== TASK OBJECTIVE ==
Below is a block of entries; repeat exactly the lines starting at the line that contains "localhost in production" and ending at the line that contains "if let Err(e)", both included.

== DATA RECORDS ==
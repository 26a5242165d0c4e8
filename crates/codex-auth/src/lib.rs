//! ChatGPT OAuth authentication library
//!
//! Provides the PKCE login flow, token exchange/refresh against the OpenAI
//! auth server, and crash-safe storage of the resulting session bundle. The
//! crate has no dependency on the proxy binary and can be tested on its own.
//!
//! Session lifecycle:
//! 1. `flow::OAuthFlowController::begin_login()` returns the authorization URL
//! 2. The browser redirects back; `complete_callback()` checks the state and
//!    exchanges the code via `token::exchange_code()`
//! 3. The bundle is persisted through `store::TokenStore::save()`
//! 4. Every request calls `refresh::TokenRefresher::ensure_valid()`, which
//!    refreshes inside the safety margin (single-flight)
//! 5. `refresh::spawn_refresh_task()` refreshes proactively in the background

pub mod bundle;
pub mod constants;
pub mod error;
pub mod flow;
pub mod jwt;
pub mod pkce;
pub mod refresh;
pub mod store;
pub mod token;

pub use bundle::{AuthBundle, TokenData};
pub use constants::OAuthConfig;
pub use error::{Error, Result};
pub use flow::{FlowSettings, LoginStart, LoginState, OAuthFlowController};
pub use pkce::PkceCodes;
pub use refresh::{AuthStatus, RefreshPolicy, TokenRefresher, spawn_refresh_task};
pub use store::TokenStore;
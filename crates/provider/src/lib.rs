//! Backend invocation for the Codex Responses API
//!
//! Defines the `ProxyInvoker` trait that decouples the HTTP service from the
//! backend transport. `CodexClient` is the production implementation:
//! authenticated POSTs, SSE decoding, upstream error classification and
//! bounded retries.

pub mod classify;
pub mod client;
pub mod error;

pub use classify::{ErrorClassification, classify_status};
pub use client::{BackendEventStream, ClientConfig, CodexClient, Credentials, collect};
pub use error::{InvokeError, Result};

use chat_translate::response::BackendResponse;
use chat_translate::types::BackendRequest;
use std::future::Future;
use std::pin::Pin;

/// Authenticated call to the backend, unary or streaming.
///
/// Uses `Pin<Box<dyn Future>>` return types for dyn-compatibility
/// (`Arc<dyn ProxyInvoker>`).
pub trait ProxyInvoker: Send + Sync {
    /// Call and fold the complete response. Retries cover the whole exchange.
    fn invoke<'a>(
        &'a self,
        request: &'a BackendRequest,
        credentials: &'a Credentials,
    ) -> Pin<Box<dyn Future<Output = Result<BackendResponse>> + Send + 'a>>;

    /// Open the event stream. Retries stop once response headers arrive.
    fn invoke_stream<'a>(
        &'a self,
        request: &'a BackendRequest,
        credentials: &'a Credentials,
    ) -> Pin<Box<dyn Future<Output = Result<BackendEventStream>> + Send + 'a>>;
}

impl ProxyInvoker for CodexClient {
    fn invoke<'a>(
        &'a self,
        request: &'a BackendRequest,
        credentials: &'a Credentials,
    ) -> Pin<Box<dyn Future<Output = Result<BackendResponse>> + Send + 'a>> {
        Box::pin(CodexClient::invoke(self, request, credentials))
    }

    fn invoke_stream<'a>(
        &'a self,
        request: &'a BackendRequest,
        credentials: &'a Credentials,
    ) -> Pin<Box<dyn Future<Output = Result<BackendEventStream>> + Send + 'a>> {
        Box::pin(CodexClient::invoke_stream(self, request, credentials))
    }
}
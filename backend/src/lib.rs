//! BandSync Backend Library
//!
//! This library exposes the backend modules for use in tests and other crates.

pub mod auth;
pub mod config;
pub mod db;
pub mod error;
pub mod middleware;
pub mod repositories;
pub mod routes;
pub mod services;
pub mod state;
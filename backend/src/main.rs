//! BandSync Backend
//!
//! Authentication and account service for the band rehearsal app.
//!
//! ## Architecture
//!
//! The backend follows a layered architecture:
//! - Routes: HTTP request handling, the route guard and the error envelope
//! - Services: Validation, hashing and token issuance
//! - Repositories: Credential store behind the `UserStore` trait
//! - Database: PostgreSQL with SQLx

use anyhow::Result;
use bandsync_backend::{config, db, repositories::PgUserStore, routes, state::AppState};
use std::net::SocketAddr;
use std::sync::Arc;
use std::time::Duration;
use tokio::signal;
use tracing::{error, info, warn};
use tracing_subscriber::{layer::SubscriberExt, util::SubscriberInitExt};

const RATE_LIMIT_PRUNE_INTERVAL: Duration = Duration::from_secs(60);

#[tokio::main]
async fn main() -> Result<()> {
    // Load environment variables from .env file
    dotenvy::dotenv().ok();

    // Initialize tracing
    init_tracing();

    // Load configuration
    let config = config::AppConfig::load()?;

    info!(
        version = env!("CARGO_PKG_VERSION"),
        env = if config::AppConfig::is_production() { "production" } else { "development" },
        "Starting BandSync Backend"
    );

    // Validate production configuration
    if config::AppConfig::is_production() {
        validate_production_config(&config)?;
    } else if config.jwt.uses_default_secret() {
        warn!("JWT_SECRET not set; signing tokens with the development default");
    }

    // Create database pool
    info!("Connecting to database...");
    let db_pool = db::create_pool(&config.database.url, config.database.max_connections).await?;

    // Run migrations (skip in production if using separate migration job)
    if !config::AppConfig::is_production() {
        db::run_migrations(&db_pool).await?;
    }

    // Create application state
    let store = Arc::new(PgUserStore::new(db_pool));
    let state = AppState::new(store, config)?;

    if let Some(limiter) = state.rate_limiter.clone() {
        tokio::spawn(async move {
            let mut interval = tokio::time::interval(RATE_LIMIT_PRUNE_INTERVAL);
            loop {
                interval.tick().await;
                limiter.prune();
            }
        });
    }

    // Build application
    let app = routes::create_router(state.clone());

    // Start server
    let addr = format!("{}:{}", state.config().server.host, state.config().server.port);
    info!(address = %addr, "Server listening");

    let listener = tokio::net::TcpListener::bind(&addr).await?;

    // Serve with graceful shutdown; the peer address feeds the rate limiter
    axum::serve(
        listener,
        app.into_make_service_with_connect_info::<SocketAddr>(),
    )
    .with_graceful_shutdown(shutdown_signal())
    .await?;

    state.store.close().await;
    info!("Server shutdown complete");
    Ok(())
}

/// Initialize tracing/logging
fn init_tracing() {
    let env_filter = tracing_subscriber::EnvFilter::try_from_default_env().unwrap_or_else(|_| {
        if config::AppConfig::is_production() {
            "bandsync_backend=info,tower_http=info".into()
        } else {
            "bandsync_backend=debug,tower_http=debug,sqlx=warn".into()
        }
    });

    let subscriber = tracing_subscriber::registry().with(env_filter);

    if config::AppConfig::is_production() {
        // JSON logging for production (better for log aggregation)
        subscriber
            .with(tracing_subscriber::fmt::layer().json())
            .init();
    } else {
        // Pretty logging for development
        subscriber
            .with(tracing_subscriber::fmt::layer().pretty())
            .init();
    }
}

/// Validate configuration for production deployment
fn validate_production_config(config: &config::AppConfig) -> Result<()> {
    let errors = config.production_errors();

    // Check database URL is not localhost in production
    if config.database.url.contains("localhost") || config.database.url.contains("127.0.0.1") {
        warn!("Database URL contains localhost - ensure this is intentional for production");
    }

    if !errors.is_empty() {
        for err in &errors {
            error!("Configuration error: {}", err);
        }
        anyhow::bail!("Invalid production configuration");
    }

    Ok(())
}

/// Resolves on Ctrl+C or SIGTERM
async fn shutdown_signal() {
    let ctrl_c = async {
        if let Err(e) = signal::ctrl_c().await {
            error!("Failed to listen for Ctrl+C: {}", e);
            std::future::pending::<()>().await;
        }
    };

    #[cfg(unix)]
    let terminate = async {
        match signal::unix::signal(signal::unix::SignalKind::terminate()) {
            Ok(mut sigterm) => {
                sigterm.recv().await;
            }
            Err(e) => {
                error!("Failed to install SIGTERM handler: {}", e);
                std::future::pending::<()>().await;
            }
        }
    };

    #[cfg(not(unix))]
    let terminate = std::future::pending::<()>();

    tokio::select! {
        _ = ctrl_c => {
            info!("Received Ctrl+C, starting graceful shutdown");
        }
        _ = terminate => {
            info!("Received SIGTERM, starting graceful shutdown");
        }
    }
}
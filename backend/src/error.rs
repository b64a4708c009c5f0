//! Application error handling
//!
//! [`ApiError`] is the one error type handlers return; its `IntoResponse`
//! impl is the boundary that turns it into the JSON error envelope.

use crate::config::AppConfig;
use crate::repositories::StoreError;
use axum::{
    extract::rejection::JsonRejection,
    http::{header, HeaderValue, StatusCode},
    response::{IntoResponse, Response},
    Json,
};
use bandsync_shared::types::{ErrorDetail, ErrorResponse};
use bandsync_shared::validation::ValidationError;
use thiserror::Error;
use tracing::error;

/// API error type that can be converted to HTTP responses
#[derive(Error, Debug)]
pub enum ApiError {
    #[error("Validation error: {message}")]
    Validation {
        field: Option<String>,
        message: String,
    },

    #[error("Resource not found: {0}")]
    NotFound(String),

    #[error("Unauthorized: {0}")]
    Unauthorized(String),

    /// Duplicate unique field. Reported as 400, like other client mistakes.
    #[error("Conflict: {0}")]
    Conflict(String),

    #[error("Request body too large")]
    PayloadTooLarge,

    #[error("Too many requests")]
    RateLimited { retry_after_secs: u64 },

    #[error("Internal server error")]
    Internal(#[from] anyhow::Error),

    #[error("Database error")]
    Database(#[from] sqlx::Error),
}

impl ApiError {
    pub fn validation(message: impl Into<String>) -> Self {
        ApiError::Validation {
            field: None,
            message: message.into(),
        }
    }
}

impl From<ValidationError> for ApiError {
    fn from(err: ValidationError) -> Self {
        ApiError::Validation {
            message: err.user_message(),
            field: Some(err.field),
        }
    }
}

impl From<JsonRejection> for ApiError {
    fn from(rejection: JsonRejection) -> Self {
        if rejection.status() == StatusCode::PAYLOAD_TOO_LARGE {
            return ApiError::PayloadTooLarge;
        }
        ApiError::validation(rejection.body_text())
    }
}

impl From<StoreError> for ApiError {
    fn from(err: StoreError) -> Self {
        match err {
            StoreError::UniqueViolation(constraint) if constraint.contains("email") => {
                ApiError::Conflict("User with this email already exists".to_string())
            }
            StoreError::UniqueViolation(constraint) => {
                ApiError::Conflict(format!("A {} with that value already exists", constraint))
            }
            StoreError::NotFound => ApiError::NotFound("Record not found".to_string()),
            StoreError::Database(err) => ApiError::Database(err),
        }
    }
}

pub const RATE_LIMITED: &str = "Too many requests from this IP, please try again later.";

impl ApiError {
    /// Render the error envelope; `production` hides internal detail
    pub fn render(self, production: bool) -> Response {
        let retry_after = match &self {
            ApiError::RateLimited { retry_after_secs } => Some(*retry_after_secs),
            _ => None,
        };

        let (status, code, message, field, detail) = match self {
            ApiError::Validation { field, message } => {
                (StatusCode::BAD_REQUEST, "VALIDATION_ERROR", message, field, None)
            }
            ApiError::NotFound(msg) => (StatusCode::NOT_FOUND, "NOT_FOUND", msg, None, None),
            ApiError::Unauthorized(msg) => {
                (StatusCode::UNAUTHORIZED, "UNAUTHORIZED", msg, None, None)
            }
            ApiError::Conflict(msg) => (StatusCode::BAD_REQUEST, "CONFLICT", msg, None, None),
            ApiError::PayloadTooLarge => (
                StatusCode::PAYLOAD_TOO_LARGE,
                "PAYLOAD_TOO_LARGE",
                "Request body is too large".to_string(),
                None,
                None,
            ),
            ApiError::RateLimited { .. } => (
                StatusCode::TOO_MANY_REQUESTS,
                "RATE_LIMIT_EXCEEDED",
                RATE_LIMITED.to_string(),
                None,
                None,
            ),
            ApiError::Internal(err) => {
                error!("Internal error: {:?}", err);
                (
                    StatusCode::INTERNAL_SERVER_ERROR,
                    "INTERNAL_ERROR",
                    "An internal error occurred".to_string(),
                    None,
                    debug_detail(&err, production),
                )
            }
            ApiError::Database(err) => {
                error!("Database error: {:?}", err);
                (
                    StatusCode::INTERNAL_SERVER_ERROR,
                    "DATABASE_ERROR",
                    "A database error occurred".to_string(),
                    None,
                    debug_detail(&err, production),
                )
            }
        };

        let body = Json(ErrorResponse {
            success: false,
            error: ErrorDetail {
                code: code.to_string(),
                message,
                field,
                detail,
            },
        });

        let mut response = (status, body).into_response();
        if let Some(secs) = retry_after {
            response
                .headers_mut()
                .insert(header::RETRY_AFTER, HeaderValue::from(secs));
        }
        response
    }
}

impl IntoResponse for ApiError {
    fn into_response(self) -> Response {
        self.render(AppConfig::is_production())
    }
}

/// Full error chain, exposed only outside production
fn debug_detail(err: &dyn std::fmt::Debug, production: bool) -> Option<String> {
    if production {
        None
    } else {
        Some(format!("{:?}", err))
    }
}

/// Result type alias for API handlers
pub type ApiResult<T> = Result<T, ApiError>;
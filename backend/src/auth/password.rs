//! Password hashing using argon2
//!
//! Provides salted Argon2id hashing with a configurable work factor.
//!
//! # Performance Considerations
//!
//! Argon2 is intentionally CPU-intensive. Handlers use the `_async`
//! variants, which run on the blocking thread pool.

use crate::config::HashingConfig;
use anyhow::Result;
use argon2::{
    password_hash::{rand_core::OsRng, PasswordHash, PasswordHasher, PasswordVerifier, SaltString},
    Algorithm, Argon2, Params, Version,
};
use std::sync::Arc;

/// Input for the placeholder digest checked on logins for unknown accounts
const DUMMY_PASSWORD: &str = "bandsync-placeholder-password";

/// Password hashing service
///
/// Uses Argon2id which is the recommended variant for password hashing.
/// Verification reads the salt and parameters embedded in the stored digest,
/// so digests made under an older work factor keep verifying.
#[derive(Clone)]
pub struct PasswordService {
    argon2: Argon2<'static>,
    /// Digest under the configured work factor, matching nobody's password
    dummy_hash: Arc<str>,
}

impl PasswordService {
    /// Build a hasher with the given work factor
    pub fn new(config: &HashingConfig) -> Result<Self> {
        let params = Params::new(
            config.memory_kib,
            config.iterations,
            config.parallelism,
            None,
        )
        .map_err(|e| anyhow::anyhow!("Invalid argon2 parameters: {}", e))?;

        let argon2 = Argon2::new(Algorithm::Argon2id, Version::V0x13, params);
        let salt = SaltString::generate(&mut OsRng);
        let dummy_hash = argon2
            .hash_password(DUMMY_PASSWORD.as_bytes(), &salt)
            .map_err(|e| anyhow::anyhow!("Failed to hash placeholder password: {}", e))?
            .to_string();

        Ok(Self {
            argon2,
            dummy_hash: dummy_hash.into(),
        })
    }

    /// Hash a password (blocking operation)
    ///
    /// A fresh random salt is drawn per call, so equal inputs give different digests.
    pub fn hash(&self, password: &str) -> Result<String> {
        let salt = SaltString::generate(&mut OsRng);
        let hash = self
            .argon2
            .hash_password(password.as_bytes(), &salt)
            .map_err(|e| anyhow::anyhow!("Failed to hash password: {}", e))?;
        Ok(hash.to_string())
    }

    /// Hash a password asynchronously (non-blocking)
    pub async fn hash_async(&self, password: String) -> Result<String> {
        let hasher = self.clone();
        tokio::task::spawn_blocking(move || hasher.hash(&password))
            .await
            .map_err(|e| anyhow::anyhow!("Task join error: {}", e))?
    }

    /// Verify a password against a stored digest (blocking operation)
    ///
    /// Returns `Ok(false)` on mismatch and `Err` only for a malformed digest.
    pub fn verify(&self, password: &str, hash: &str) -> Result<bool> {
        let parsed_hash =
            PasswordHash::new(hash).map_err(|e| anyhow::anyhow!("Invalid hash format: {}", e))?;
        Ok(self
            .argon2
            .verify_password(password.as_bytes(), &parsed_hash)
            .is_ok())
    }

    /// Verify a password asynchronously (non-blocking)
    pub async fn verify_async(&self, password: String, hash: String) -> Result<bool> {
        let hasher = self.clone();
        tokio::task::spawn_blocking(move || hasher.verify(&password, &hash))
            .await
            .map_err(|e| anyhow::anyhow!("Task join error: {}", e))?
    }

    /// Run a full verification against the placeholder digest and discard the outcome
    pub async fn verify_dummy_async(&self, password: String) -> Result<()> {
        let hash = self.dummy_hash.to_string();
        self.verify_async(password, hash).await.map(|_| ())
    }
}
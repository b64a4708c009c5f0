//! Data models for the BandSync application

use chrono::{DateTime, Utc};
use serde::{Deserialize, Serialize};
use uuid::Uuid;

/// User account as exposed to clients
///
/// The password digest lives only in the backend's store record and has
/// no field here.
#[derive(Debug, Clone, PartialEq, Serialize, Deserialize)]
#[serde(rename_all = "camelCase")]
pub struct User {
    pub id: Uuid,
    pub email: String,
    pub first_name: String,
    pub last_name: String,
    pub phone_number: Option<String>,
    pub profile_image_url: Option<String>,
    pub timezone: Option<String>,
    pub created_at: DateTime<Utc>,
}

/// A band a user can belong to
#[derive(Debug, Clone, PartialEq, Serialize, Deserialize)]
#[serde(rename_all = "camelCase")]
pub struct Band {
    pub id: Uuid,
    pub name: String,
    pub description: Option<String>,
    pub created_at: DateTime<Utc>,
}

/// Membership of a user in a band, with the band attached
#[derive(Debug, Clone, PartialEq, Serialize, Deserialize)]
#[serde(rename_all = "camelCase")]
pub struct BandMembership {
    pub id: Uuid,
    pub band_id: Uuid,
    pub role: String,
    pub joined_at: DateTime<Utc>,
    pub band: Band,
}

/// Current user profile together with their memberships
#[derive(Debug, Clone, PartialEq, Serialize, Deserialize)]
#[serde(rename_all = "camelCase")]
pub struct UserWithMemberships {
    #[serde(flatten)]
    pub user: User,
    pub band_memberships: Vec<BandMembership>,
}
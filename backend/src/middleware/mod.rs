//! Cross-cutting HTTP middleware applied by the router

pub mod rate_limit;
pub mod security_headers;

pub use rate_limit::{rate_limit, IpRateLimiter};
pub use security_headers::with_security_headers;
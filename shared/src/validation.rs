//! Input validation functions
//!
//! Field-level checks shared by the backend handlers and any Rust client.
//! Each returns a human-readable message on failure. Checks reused across
//! fields return a lowercase fragment ("is required") that
//! [`ValidationError::user_message`] prefixes with the field's label.

use std::sync::OnceLock;
use validator::{ValidateEmail, ValidateUrl};

/// Minimum password length for new passwords
pub const MIN_PASSWORD_LEN: usize = 6;

/// Maximum password length accepted before hashing
pub const MAX_PASSWORD_LEN: usize = 128;

fn phone_regex() -> &'static regex_lite::Regex {
    static PHONE: OnceLock<regex_lite::Regex> = OnceLock::new();
    PHONE.get_or_init(|| {
        regex_lite::Regex::new(r"^\+?[0-9(][0-9 ().\-]*[0-9]$").expect("phone regex is valid")
    })
}

/// Validate email format
///
/// Requires a dotted domain, so `user@localhost` is rejected.
pub fn validate_email(email: &str) -> Result<(), String> {
    if email.is_empty() {
        return Err("Email is required".to_string());
    }
    if email.len() > 255 {
        return Err("Email too long".to_string());
    }
    let has_dotted_domain = email
        .rsplit_once('@')
        .map(|(_, domain)| domain.contains('.') && !domain.ends_with('.'))
        .unwrap_or(false);
    if !email.validate_email() || !has_dotted_domain {
        return Err("Please provide a valid email".to_string());
    }
    Ok(())
}

/// Validate a new password
pub fn validate_password(password: &str) -> Result<(), String> {
    let len = password.chars().count();
    if len < MIN_PASSWORD_LEN {
        return Err(format!(
            "must be at least {} characters long",
            MIN_PASSWORD_LEN
        ));
    }
    if len > MAX_PASSWORD_LEN {
        return Err(format!("must be at most {} characters long", MAX_PASSWORD_LEN));
    }
    Ok(())
}

/// Validate a required free-text field
pub fn validate_required(value: &str) -> Result<(), String> {
    if value.trim().is_empty() {
        return Err("is required".to_string());
    }
    Ok(())
}

/// Validate an optional field that was supplied in a partial update
pub fn validate_not_empty_if_provided(value: &str) -> Result<(), String> {
    if value.trim().is_empty() {
        return Err("cannot be empty if provided".to_string());
    }
    Ok(())
}

/// Validate a phone number
///
/// Accepts an optional leading `+` and 7-15 digits, separated by spaces,
/// dots, dashes or parentheses.
pub fn validate_phone_number(phone: &str) -> Result<(), String> {
    let digits = phone.chars().filter(|c| c.is_ascii_digit()).count();
    if !phone_regex().is_match(phone) || !(7..=15).contains(&digits) {
        return Err("Please provide a valid phone number".to_string());
    }
    Ok(())
}

/// Validate a profile image URL
///
/// The scheme is optional (`cdn.example.com/me.png` is accepted as http).
/// Only http, https and ftp are allowed, and the host needs a dotted domain.
pub fn validate_profile_image_url(url: &str) -> Result<(), String> {
    const INVALID: &str = "Profile image URL must be a valid URL";

    let candidate = if url.contains("://") {
        url.to_string()
    } else {
        format!("http://{}", url)
    };

    let (scheme, rest) = candidate.split_once("://").ok_or(INVALID)?;
    if !matches!(scheme.to_ascii_lowercase().as_str(), "http" | "https" | "ftp") {
        return Err(INVALID.to_string());
    }

    let authority = rest.split(['/', '?', '#']).next().unwrap_or_default();
    let host_port = authority.rsplit_once('@').map_or(authority, |(_, h)| h);
    let host = host_port.split(':').next().unwrap_or_default();
    let has_dotted_host = host.contains('.')
        && !host.starts_with('.')
        && !host.ends_with('.');

    if !has_dotted_host || !candidate.validate_url() {
        return Err(INVALID.to_string());
    }
    Ok(())
}

/// Validate a timezone name
pub fn validate_timezone(timezone: &str) -> Result<(), String> {
    if timezone.trim().is_empty() {
        return Err("Timezone cannot be empty".to_string());
    }
    if timezone.len() > 64 || timezone.chars().any(char::is_whitespace) {
        return Err("Timezone must be a zone name such as Europe/Berlin".to_string());
    }
    Ok(())
}

/// Get user-friendly display label for a request field
pub fn get_field_display_label(field_name: &str) -> &str {
    match field_name {
        "email" => "Email",
        "password" => "Password",
        "firstName" => "First name",
        "lastName" => "Last name",
        "phoneNumber" => "Phone number",
        "timezone" => "Timezone",
        "profileImageUrl" => "Profile image URL",
        "currentPassword" => "Current password",
        "newPassword" => "New password",
        "token" => "Token",
        _ => field_name,
    }
}

/// Validation error with field context
#[derive(Debug, Clone, PartialEq, Eq)]
pub struct ValidationError {
    pub field: String,
    pub message: String,
    pub display_label: String,
}

impl ValidationError {
    pub fn new(field: &str, message: &str) -> Self {
        Self {
            field: field.to_string(),
            message: message.to_string(),
            display_label: get_field_display_label(field).to_string(),
        }
    }

    /// Format as user-friendly error message
    ///
    /// Messages that already read as a sentence are returned unchanged;
    /// fragments such as "is required" get the field label prepended.
    pub fn user_message(&self) -> String {
        if self.message.starts_with(char::is_lowercase) {
            format!("{} {}", self.display_label, self.message)
        } else {
            self.message.clone()
        }
    }

    /// Run a field check, attaching the field name to any failure
    pub fn check(field: &str, result: Result<(), String>) -> Result<(), Self> {
        result.map_err(|msg| Self::new(field, &msg))
    }
}

impl std::fmt::Display for ValidationError {
    fn fmt(&self, f: &mut std::fmt::Formatter<'_>) -> std::fmt::Result {
        f.write_str(&self.user_message())
    }
}

impl std::error::Error for ValidationError {}
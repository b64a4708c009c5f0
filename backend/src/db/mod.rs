//! Database connection and pool management
//!
//! Builds the PostgreSQL pool backing [`crate::repositories::PgUserStore`]
//! and runs the embedded migrations.

use anyhow::Result;
use sqlx::postgres::{PgConnectOptions, PgPool, PgPoolOptions};
use std::str::FromStr;
use std::time::Duration;
use tracing::info;

/// Database configuration for pool creation
pub struct DbConfig {
    pub url: String,
    pub max_connections: u32,
    pub min_connections: u32,
    pub acquire_timeout_secs: u64,
    pub idle_timeout_secs: u64,
    pub max_lifetime_secs: u64,
}

impl Default for DbConfig {
    fn default() -> Self {
        Self {
            url: String::new(),
            max_connections: 10,
            min_connections: 1,
            acquire_timeout_secs: 30,
            idle_timeout_secs: 600,      // 10 minutes
            max_lifetime_secs: 1800,     // 30 minutes
        }
    }
}

/// Create a PostgreSQL connection pool
pub async fn create_pool(database_url: &str, max_connections: u32) -> Result<PgPool> {
    let config = DbConfig {
        url: database_url.to_string(),
        max_connections,
        ..Default::default()
    };
    create_pool_with_config(&config).await
}

/// Create a PostgreSQL connection pool with custom configuration
pub async fn create_pool_with_config(config: &DbConfig) -> Result<PgPool> {
    let connect_options = PgConnectOptions::from_str(&config.url)?.application_name("bandsync");

    let pool = PgPoolOptions::new()
        .max_connections(config.max_connections)
        .min_connections(config.min_connections)
        .acquire_timeout(Duration::from_secs(config.acquire_timeout_secs))
        .idle_timeout(Duration::from_secs(config.idle_timeout_secs))
        .max_lifetime(Duration::from_secs(config.max_lifetime_secs))
        .test_before_acquire(true)
        .connect_with(connect_options)
        .await?;

    info!(
        "Database pool created: max={}, min={}",
        config.max_connections, config.min_connections
    );

    Ok(pool)
}

/// Run database migrations
pub async fn run_migrations(pool: &PgPool) -> Result<()> {
    info!("Running database migrations...");
    sqlx::migrate!("./migrations").run(pool).await?;
    info!("Database migrations completed successfully");
    Ok(())
}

== ANSWER TO THE PROBLEM ==
    // Check database URL is not localhost in production
    if config.database.url.contains("localhost") || config.database.url.contains("127.0.0.1") {
        warn!("Database URL contains localhost - ensure this is intentional for production");
    }

    if !errors.is_empty() {
        for err in &errors {
            error!("Configuration error: {}", err);
        }
        anyhow::bail!("Invalid production configuration");
    }

    Ok(())
}

/// Resolves on Ctrl+C or SIGTERM
async fn shutdown_signal() {
    let ctrl_c = async {
        if let Err(e) = signal::ctrl_c().await {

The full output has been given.